The personal insult directed to Rajapaksa may have been the psychological springboard of the discussions about the Tamil version of the National Anthem. If all attempts at reconciliation are rejected in this manner, why continue this pantomime of two languages, two national anthems etc? Is it not true that Sri Lankan official events are run in all tree languages, with painstakingly lengthy programs, even though very few Tamils in the west choose to come to such events?

That is a valid question that may have been in the mind of the President and some of his disillusioned advisers. Do we not remember S. W. R. D. Banadaranaike's effort to find a neutral symbol, the letter "sri" for the car registration plates of the 1956 era. Chelvanayagam and others haughtily rejected even the use of a Tamil version of the letter as the Sinhala "Sri" was a useful and immediate tool for agitation, and the "anti-Sri" tar-brush campaign came out.

The Tamil diasporas in Britain and elsewhere are self-serving organizations which pointedly have no representatives from Tamil Nadu, the true homeland of the Tamils. The Sinhalese today have the strength and the confidence to let the National Anthem be sung in Sinhala, and in Tamil as well, when it is appropriate to do so.

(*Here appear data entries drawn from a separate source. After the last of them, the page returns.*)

use std::sync::Arc;

use uuid::Uuid;

use crate::{
    config::PipelineSettings,
    db::MusicRepository,
    error::{AppError, AppResult},
    models::NewListenRecord,
    player::{
        cache::SessionCache,
        feedback::ProfileFeedbackTrigger,
        load_more::{LoadMoreController, LoadMoreOutcome},
        registry::{NavigationTokens, SessionLocks},
        session::{PlayerSession, SessionKey},
    },
    services::{ProfileService, RecommendationService},
};

/// Drives a listening session: entry, track transitions, pause, leave.
///
/// The session value itself lives in the [`SessionCache`]; this controller
/// only holds the per-session timers, write locks and navigation tokens.
pub struct PlayerController {
    repository: Arc<dyn MusicRepository>,
    recommendations: Arc<RecommendationService>,
    sessions: Arc<dyn SessionCache>,
    locks: Arc<SessionLocks>,
    load_more: Arc<LoadMoreController>,
    feedback: ProfileFeedbackTrigger,
    navigation: NavigationTokens,
    recommend_count: usize,
}

impl PlayerController {
    pub fn new(
        repository: Arc<dyn MusicRepository>,
        recommendations: Arc<RecommendationService>,
        profiles: Arc<ProfileService>,
        sessions: Arc<dyn SessionCache>,
        settings: &PipelineSettings,
    ) -> Self {
        let locks = Arc::new(SessionLocks::new());
        let load_more = Arc::new(LoadMoreController::new(
            recommendations.clone(),
            sessions.clone(),
            locks.clone(),
            settings.low_water_mark,
            settings.load_more_count,
        ));

        Self {
            repository,
            recommendations,
            sessions,
            locks,
            load_more,
            feedback: ProfileFeedbackTrigger::new(profiles, settings.dwell_threshold),
            navigation: NavigationTokens::new(),
            recommend_count: settings.recommend_count,
        }
    }

    /// Opens the session for a mood selection. A cached session is returned
    /// as is, without touching any collaborator.
    pub async fn enter(&self, user_id: &str, mood_id: Uuid) -> AppResult<PlayerSession> {
        let mood = self
            .repository
            .get_mood(user_id, mood_id)
            .await?
            .ok_or_else(|| AppError::NotFound(format!("Mood {} not found", mood_id)))?;

        let key = SessionKey::new(user_id, mood_id);

        if let Some(session) = self.sessions.load(&key).await? {
            tracing::debug!(session = %key, tracks = session.tracks.len(), "Session cache hit");
            return Ok(session);
        }

        let navigation = self.navigation.begin(&key);
        let recommendation = self
            .recommendations
            .recommend(user_id, mood.mood, self.recommend_count, navigation.token())
            .await?;

        let session = PlayerSession::new(key, mood.mood, recommendation.tracks);
        self.sessions.store(&session).await?;

        tracing::info!(
            session = %session.key,
            mood = %session.mood,
            tracks = session.tracks.len(),
            "Session created"
        );

        Ok(session)
    }

    /// Moves the cursor to `index`: persists it, records the listen, re-arms
    /// the dwell timer and starts a load-more when the list runs low
    pub async fn play(&self, user_id: &str, mood_id: Uuid, index: usize) -> AppResult<PlayerSession> {
        let key = SessionKey::new(user_id, mood_id);

        let (session, track) = {
            let _write = self.locks.lock(&key).await;
            let mut session = self.load_session(&key).await?;

            let track = session.tracks.get(index).cloned().ok_or_else(|| {
                AppError::InvalidInput(format!(
                    "Track index {} out of range (session has {} tracks)",
                    index,
                    session.tracks.len()
                ))
            })?;

            session.cursor = index;
            self.sessions.store(&session).await?;
            (session, track)
        };

        let listen = NewListenRecord {
            user_id: user_id.to_string(),
            mood_id,
            video_id: track.video_id.clone(),
            title: track.title,
            channel_title: track.channel_title,
            thumbnail_url: track.thumbnail_url,
        };
        if let Err(e) = self.repository.record_listen(listen).await {
            tracing::warn!(error = %e, session = %key, video_id = %track.video_id, "Failed to record listen");
        }

        self.feedback.arm(&key);

        if self.load_more.should_extend(&session) {
            self.spawn_load_more(key);
        }

        Ok(session)
    }

    /// Stops the dwell timer; returns whether one was armed
    pub fn pause(&self, user_id: &str, mood_id: Uuid) -> bool {
        self.feedback.cancel(&SessionKey::new(user_id, mood_id))
    }

    /// Continues the current track after a pause. The dwell timer starts
    /// over; no listen is recorded since the track was already loaded.
    pub async fn resume(&self, user_id: &str, mood_id: Uuid) -> AppResult<PlayerSession> {
        let key = SessionKey::new(user_id, mood_id);
        let session = self.load_session(&key).await?;

        if session.tracks.is_empty() {
            return Err(AppError::InvalidInput(
                "Session has no track to resume".to_string(),
            ));
        }

        self.feedback.arm(&key);
        Ok(session)
    }

    /// Cancels the dwell timer and discards any collaborator call still
    /// running for the session
    pub fn leave(&self, user_id: &str, mood_id: Uuid) {
        let key = SessionKey::new(user_id, mood_id);
        self.feedback.cancel(&key);

        if self.navigation.cancel(&key) {
            tracing::debug!(session = %key, "Pending collaborator work cancelled");
        }

        tracing::debug!(session = %key, "Session left");
    }

    /// Explicit extension request; waits for the outcome
    pub async fn load_more(
        &self,
        user_id: &str,
        mood_id: Uuid,
    ) -> AppResult<(LoadMoreOutcome, PlayerSession)> {
        let key = SessionKey::new(user_id, mood_id);
        let navigation = self.navigation.begin(&key);

        let outcome = self.load_more.extend(&key, navigation.token()).await?;
        let session = self.load_session(&key).await?;

        Ok((outcome, session))
    }

    fn spawn_load_more(&self, key: SessionKey) {
        let controller = self.load_more.clone();
        let navigation = self.navigation.begin(&key);

        tokio::spawn(async move {
            match controller.extend(&key, navigation.token()).await {
                Ok(outcome) => {
                    tracing::debug!(session = %key, outcome = ?outcome, "Background load-more finished");
                }
                Err(e) => {
                    tracing::warn!(error = %e, session = %key, "Background load-more failed");
                }
            }
        });
    }

    async fn load_session(&self, key: &SessionKey) -> AppResult<PlayerSession> {
        self.sessions
            .load(key)
            .await?
            .ok_or_else(|| AppError::NotFound(format!("No player session for {}", key)))
    }
}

There has never ever been an "anti-Tamil Anthem" movement in the same virulent form as practiced by the ITAK against the Sinhala language and its official uses in the country. Wiser council has always prevailed in the Sri Lankan government, then and now. Indeed, there has never been a serious attempt at "scraping the Tamil version of the National Anthem", as would have been welcomed by the Tamil Diaspora, and feared by Lenin Benedict.